The center-piece for any tablet is the screen and I’m happy to report that RIM has done an excellent job on the PlayBook. The 1024×600 resolution has an aspect ratio of 16:9 and a higher pixel density than the iPad making everything appear quite crisp. The colors and contrast ratios are also top notch and watching movies on the PlayBook proved to be quite an excellent experience especially with the built in stereo speakers that produce better audio than most full-fledged laptops. It’s a good thing that the PlayBook has good speakers because my Creative Bluetooth headphones with A2DP profile didn’t work with the current software version. If you prefer to watch your videos on a bigger screen, then the built in HDMI port is capable of out putting in full 1080P.
One of the best things about the display on the PlayBook is the bezel- an area generally frowned upon. RIM has used an active bezel that can sense gestures such as your fingers sliding up and down and sideways. This creates for an excellent navigation structure and you’ll see how well it works in the video on the next page.

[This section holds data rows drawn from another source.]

//! Card set and deck loaders
//!
//! Parsers for JSON card sets and the .dck deck list format

pub mod card;
pub mod deck;

pub use card::{CardLoader, CardSetFile};
pub use deck::{shuffle_deck, DeckEntry, DeckList, DeckLoader};
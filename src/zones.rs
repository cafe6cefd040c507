//! Card zones (Deck, Hand, Graveyard)
//!
//! The field is not a zone of ids: cards on the field carry live battle state
//! and are held as `CardInstance`s on the player.

use crate::core::{CardId, PlayerId};
use serde::{Deserialize, Serialize};
use std::collections::VecDeque;

/// Different zones where card ids can sit
#[derive(Debug, Clone, Copy, PartialEq, Eq, Hash, Serialize, Deserialize)]
pub enum Zone {
    Deck,
    Hand,
    Graveyard,
}

/// An ordered zone of card ids
///
/// For the deck the front is the next card drawn. Hand and graveyard keep
/// insertion order so iteration is deterministic.
#[derive(Debug, Clone, PartialEq, Eq, Serialize, Deserialize)]
pub struct CardZone {
    pub zone_type: Zone,

    /// Owner of this zone (each player has their own zones)
    pub owner: PlayerId,

    pub cards: VecDeque<CardId>,
}

impl CardZone {
    pub fn new(zone_type: Zone, owner: PlayerId) -> Self {
        CardZone {
            zone_type,
            owner,
            cards: VecDeque::new(),
        }
    }

    /// Build a zone from an ordered sequence, first element at the front
    pub fn from_ordered(zone_type: Zone, owner: PlayerId, ids: impl IntoIterator<Item = CardId>) -> Self {
        CardZone {
            zone_type,
            owner,
            cards: ids.into_iter().collect(),
        }
    }

    pub fn add(&mut self, card_id: CardId) {
        self.cards.push_back(card_id);
    }

    pub fn remove(&mut self, card_id: CardId) -> bool {
        // Order-preserving removal; hand order feeds legal-action enumeration
        if let Some(pos) = self.cards.iter().position(|&id| id == card_id) {
            self.cards.remove(pos);
            true
        } else {
            false
        }
    }

    pub fn contains(&self, card_id: CardId) -> bool {
        self.cards.contains(&card_id)
    }

    pub fn len(&self) -> usize {
        self.cards.len()
    }

    pub fn is_empty(&self) -> bool {
        self.cards.is_empty()
    }

    /// Draw from the front (for Deck)
    pub fn draw_front(&mut self) -> Option<CardId> {
        self.cards.pop_front()
    }

    /// Look at the next card without removing it
    pub fn peek_front(&self) -> Option<CardId> {
        self.cards.front().copied()
    }

    pub fn iter(&self) -> impl Iterator<Item = CardId> + '_ {
        self.cards.iter().copied()
    }
}

#[cfg(test)]
mod tests {
    use super::*;

    #[test]
    fn test_card_zone() {
        let mut zone = CardZone::new(Zone::Hand, PlayerId::A);

        assert_eq!(zone.len(), 0);
        assert!(zone.is_empty());

        let card1 = CardId::new(10);
        let card2 = CardId::new(11);

        zone.add(card1);
        zone.add(card2);

        assert_eq!(zone.len(), 2);
        assert!(zone.contains(card1));
        assert!(zone.remove(card1));
        assert!(!zone.remove(card1));
        assert_eq!(zone.iter().collect::<Vec<_>>(), vec![card2]);
    }

    #[test]
    fn test_deck_draws_from_front() {
        let ids = [3, 1, 2].map(CardId::new);
        let mut deck = CardZone::from_ordered(Zone::Deck, PlayerId::B, ids);

        assert_eq!(deck.peek_front(), Some(CardId::new(3)));
        assert_eq!(deck.draw_front(), Some(CardId::new(3)));
        assert_eq!(deck.draw_front(), Some(CardId::new(1)));
        assert_eq!(deck.draw_front(), Some(CardId::new(2)));
        assert_eq!(deck.draw_front(), None);
        assert!(deck.is_empty());
    }
}
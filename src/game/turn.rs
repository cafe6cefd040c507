//! Turn engine: the Draw -> Main -> Battle -> End state machine
//!
//! Routes each action to the component that owns its rule after checking the
//! phase, and runs the start-of-turn routine whenever a Draw phase opens.

use crate::core::{CardRegistry, PlayerId};
use crate::game::{Action, CombatResolver, EnergySystem, FieldManager, Match, Phase, VictoryEvaluator};
use crate::journal::MatchEvent;
use crate::{DuelError, Result};

pub struct TurnEngine;

impl TurnEngine {
    /// Draw both opening hands and open turn 1 for seat A
    ///
    /// Turn 1 gets the full start-of-turn routine but does not advance the
    /// turn counter.
    pub fn open_match(state: &mut Match) -> Result<Vec<MatchEvent>> {
        let hand_size = state.config.starting_hand_size;
        for player in PlayerId::ALL {
            let size = state.player(player).deck.len();
            if size < hand_size {
                return Err(DuelError::InvalidDeck {
                    player,
                    size,
                    required: hand_size,
                });
            }
        }

        let mut events = Vec::new();
        for player in PlayerId::ALL {
            let p = state.player_mut(player);
            for _ in 0..hand_size {
                if let Some(card) = p.deck.draw_front() {
                    p.hand.add(card);
                    events.push(MatchEvent::CardDrawn { player, card });
                }
            }
        }

        events.extend(Self::begin_turn(state));
        events.extend(VictoryEvaluator::evaluate(state));
        Ok(events)
    }

    /// Start-of-turn routine for the active player
    ///
    /// Order: forced draw, player energy, card energy, DEF reset, ageing of
    /// both fields, then per-turn flags. A failed draw stops the routine; the
    /// victory check that follows ends the match.
    fn begin_turn(state: &mut Match) -> Vec<MatchEvent> {
        let active = state.active_player();
        let mut events = vec![MatchEvent::TurnStarted {
            turn: state.turn_number(),
            player: active,
        }];

        let p = state.player_mut(active);
        match p.deck.draw_front() {
            Some(card) => {
                p.hand.add(card);
                events.push(MatchEvent::CardDrawn { player: active, card });
            }
            None => {
                state.deck_out = Some(active);
                events.push(MatchEvent::DeckOut { player: active });
                return events;
            }
        }

        events.extend(EnergySystem::regenerate(state, active));
        events.extend(EnergySystem::accrue_card_energy(state, active));
        events.extend(FieldManager::restore_defense(state, active));
        FieldManager::age_cards(state);
        FieldManager::reset_turn_flags(state);
        events
    }

    /// Move to the next phase; End hands the turn to the opponent
    pub fn advance_phase(state: &mut Match) -> Result<Vec<MatchEvent>> {
        if state.is_over() {
            return Err(DuelError::IllegalPhaseTransition);
        }

        let from = state.phase();
        let mut events = Vec::new();
        if from == Phase::End {
            state.turn.next_turn();
            events.push(MatchEvent::PhaseChanged { from, to: Phase::Draw });
            events.extend(Self::begin_turn(state));
        } else {
            state.turn.advance_phase();
            events.push(MatchEvent::PhaseChanged {
                from,
                to: state.phase(),
            });
        }

        events.extend(VictoryEvaluator::evaluate(state));
        Ok(events)
    }

    fn require_phase(state: &Match, expected: Phase) -> Result<()> {
        let actual = state.phase();
        if actual != expected {
            return Err(DuelError::WrongPhase { expected, actual });
        }
        Ok(())
    }

    /// Validate an action against the current state without applying it
    pub fn check(state: &Match, registry: &CardRegistry, action: &Action) -> Result<()> {
        if state.is_over() {
            return Err(DuelError::MatchAlreadyOver);
        }
        match action {
            Action::Draw => Self::require_phase(state, Phase::Draw),
            Action::EndPhase => Ok(()),
            Action::PlayCard(card) => {
                Self::require_phase(state, Phase::Main)?;
                FieldManager::check_placement(state, registry, state.active_player(), *card).map(|_| ())
            }
            Action::Attack { attacker, target } => {
                Self::require_phase(state, Phase::Battle)?;
                CombatResolver::check_attack(state, *attacker, *target)
            }
            Action::ActivateUltimate { card, target } => {
                Self::require_phase(state, Phase::Battle)?;
                CombatResolver::check_ultimate(state, registry, *card, *target)
            }
        }
    }

    /// Apply one action in place
    ///
    /// On error the state may be partially modified; callers that need
    /// atomicity apply to a copy (see `MatchController`).
    pub fn apply(state: &mut Match, registry: &CardRegistry, action: &Action) -> Result<Vec<MatchEvent>> {
        if state.is_over() {
            return Err(DuelError::MatchAlreadyOver);
        }

        let mut events = match action {
            Action::Draw => {
                Self::require_phase(state, Phase::Draw)?;
                return Self::advance_phase(state);
            }
            Action::EndPhase => return Self::advance_phase(state),
            Action::PlayCard(card) => {
                Self::require_phase(state, Phase::Main)?;
                let active = state.active_player();
                FieldManager::place_card(state, registry, active, *card)?
            }
            Action::Attack { attacker, target } => {
                Self::require_phase(state, Phase::Battle)?;
                CombatResolver::attack(state, *attacker, *target)?
            }
            Action::ActivateUltimate { card, target } => {
                Self::require_phase(state, Phase::Battle)?;
                CombatResolver::activate_ultimate(state, registry, *card, *target)?
            }
        };

        events.extend(VictoryEvaluator::evaluate(state));
        Ok(events)
    }
}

There are two cameras on the PlayBook- both HD capable. The front camera is 3MP while the back one boasts a 5MP resolution. Sadly, there is no flash alongside the camera, however, I really don’t see anyone using the back camera much on the tablet other than for the occasional snap. Sadly, there is no easy way of wirelessly sharing a picture from the gallery app. You can also do videos from the back camera and RIM has a nice little app for video conferencing using the front camera.
Next to the front facing camera, RIM has added an LED which, at the moment, has no use whatsoever. It doesn’t turn on when you are charging the device or when you receive an email like the BlackBerry. The only time you can see it light up is when you power the device from a cold boot. I’m sure RIM has some plans for it in a future software upgrade.